--- Records for this exercise ---
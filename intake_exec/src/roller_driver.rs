//! # Roller driver
//!
//! Drives the pair of counter-rotating intake rollers. A single signed
//! velocity demand fans out to the two motor controllers, with motor B always
//! commanded to the negation of motor A so the rollers grip rather than
//! fight each other.

// ------------------------------------------------------------------------------------------------
// IMPORTS
// ------------------------------------------------------------------------------------------------

// External
use log::trace;
use std::cell::RefCell;
use std::rc::Rc;

// Internal
use crate::tm::TmSink;
use eqpt_if::eqpt::roller::{MotorDriver, MotorError};

// ------------------------------------------------------------------------------------------------
// DATA STRUCTURES
// ------------------------------------------------------------------------------------------------

/// Driver for the two counter-rotating intake roller motors.
///
/// Motor handles and the telemetry sink are injected at construction. The
/// driver performs no validation of the demanded velocity, out of range
/// demands are clamped by the motor drivers themselves.
pub struct RollerDriver {
    motor_a: Box<dyn MotorDriver>,
    motor_b: Box<dyn MotorDriver>,
    tm: Rc<RefCell<dyn TmSink>>,
    current_speed: f64,
}

// ------------------------------------------------------------------------------------------------
// IMPLS
// ------------------------------------------------------------------------------------------------

impl RollerDriver {
    /// Create a new roller driver over the given motor handles.
    pub fn new(
        motor_a: Box<dyn MotorDriver>,
        motor_b: Box<dyn MotorDriver>,
        tm: Rc<RefCell<dyn TmSink>>,
    ) -> Self {
        RollerDriver {
            motor_a,
            motor_b,
            tm,
            current_speed: 0.0,
        }
    }

    /// Command both rollers.
    ///
    /// Motor B always recieves the negation of motor A's demand. The
    /// commanded speed is published to the telemetry sink on every call.
    pub fn set_velocity(&mut self, velocity: f64) {
        self.motor_a.set_velocity(velocity);
        self.motor_b.set_velocity(-velocity);

        self.current_speed = velocity;

        self.tm.borrow_mut().publish_speed(velocity);

        trace!("Roller demand: {:.2}", velocity);
    }

    /// Stop both rollers.
    pub fn stop(&mut self) {
        self.set_velocity(0.0);
    }

    /// Get the last commanded velocity.
    ///
    /// This is the commanded value, not a measured one.
    pub fn current_speed(&self) -> f64 {
        self.current_speed
    }

    /// Release both motor handles.
    ///
    /// Best effort: both handles are released even if the first fails, and
    /// the first failure is reported to the caller. Safe to call more than
    /// once.
    pub fn release(&mut self) -> Result<(), MotorError> {
        let res_a = self.motor_a.release();
        let res_b = self.motor_b.release();

        res_a.and(res_b)
    }
}

// ------------------------------------------------------------------------------------------------
// TESTS
// ------------------------------------------------------------------------------------------------

#[cfg(test)]
mod test {
    use super::*;
    use crate::tm::TmPacket;

    /// Motor mock recording every demand it is given.
    struct MockMotor {
        demands: Rc<RefCell<Vec<f64>>>,
        release_count: Rc<RefCell<u32>>,
        fail_release: bool,
    }

    impl MotorDriver for MockMotor {
        fn set_velocity(&mut self, velocity: f64) {
            self.demands.borrow_mut().push(velocity);
        }

        fn current_velocity(&self) -> f64 {
            *self.demands.borrow().last().unwrap_or(&0.0)
        }

        fn release(&mut self) -> Result<(), MotorError> {
            *self.release_count.borrow_mut() += 1;

            if self.fail_release {
                Err(MotorError::ReleaseFailed(String::from("mock failure")))
            }
            else {
                Ok(())
            }
        }
    }

    /// Sink mock recording every published speed.
    #[derive(Default)]
    struct MockSink {
        speeds: Vec<f64>,
    }

    impl TmSink for MockSink {
        fn publish_speed(&mut self, speed: f64) {
            self.speeds.push(speed);
        }

        fn publish_status(&mut self, _packet: &TmPacket) {}
    }

    fn driver(
        fail_release: bool,
    ) -> (
        RollerDriver,
        Rc<RefCell<Vec<f64>>>,
        Rc<RefCell<Vec<f64>>>,
        Rc<RefCell<MockSink>>,
        Rc<RefCell<u32>>,
    ) {
        let demands_a = Rc::new(RefCell::new(vec![]));
        let demands_b = Rc::new(RefCell::new(vec![]));
        let releases = Rc::new(RefCell::new(0));
        let sink = Rc::new(RefCell::new(MockSink::default()));

        let d = RollerDriver::new(
            Box::new(MockMotor {
                demands: demands_a.clone(),
                release_count: releases.clone(),
                fail_release,
            }),
            Box::new(MockMotor {
                demands: demands_b.clone(),
                release_count: releases.clone(),
                fail_release: false,
            }),
            sink.clone(),
        );

        (d, demands_a, demands_b, sink, releases)
    }

    #[test]
    fn test_anti_symmetry() {
        let (mut d, demands_a, demands_b, _, _) = driver(false);

        for v in [-1.0, -0.75, 0.0, 0.55, 1.0].iter() {
            d.set_velocity(*v);
        }

        // Motor B's command is the negation of motor A's, for every demand
        for (a, b) in demands_a
            .borrow()
            .iter()
            .zip(demands_b.borrow().iter())
        {
            assert_eq!(*b, -*a);
        }
        assert_eq!(demands_a.borrow().len(), 5);
    }

    #[test]
    fn test_current_speed_is_commanded_value() {
        let (mut d, _, _, _, _) = driver(false);

        assert_eq!(d.current_speed(), 0.0);

        d.set_velocity(0.55);
        assert_eq!(d.current_speed(), 0.55);

        d.stop();
        assert_eq!(d.current_speed(), 0.0);
    }

    #[test]
    fn test_speed_published_on_every_actuation() {
        let (mut d, _, _, sink, _) = driver(false);

        d.set_velocity(-0.75);
        d.set_velocity(-0.75);
        d.stop();

        assert_eq!(sink.borrow().speeds, vec![-0.75, -0.75, 0.0]);
    }

    #[test]
    fn test_release_best_effort() {
        let (mut d, _, _, _, releases) = driver(true);

        // The first motor's failure is reported, but both handles were
        // released
        assert!(d.release().is_err());
        assert_eq!(*releases.borrow(), 2);

        // Releasing again is allowed
        let _ = d.release();
        assert_eq!(*releases.borrow(), 4);
    }
}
---
**What the task asks:**
Only a number is needed here: how many lines of the data include the word "first"?

**Task response:**
3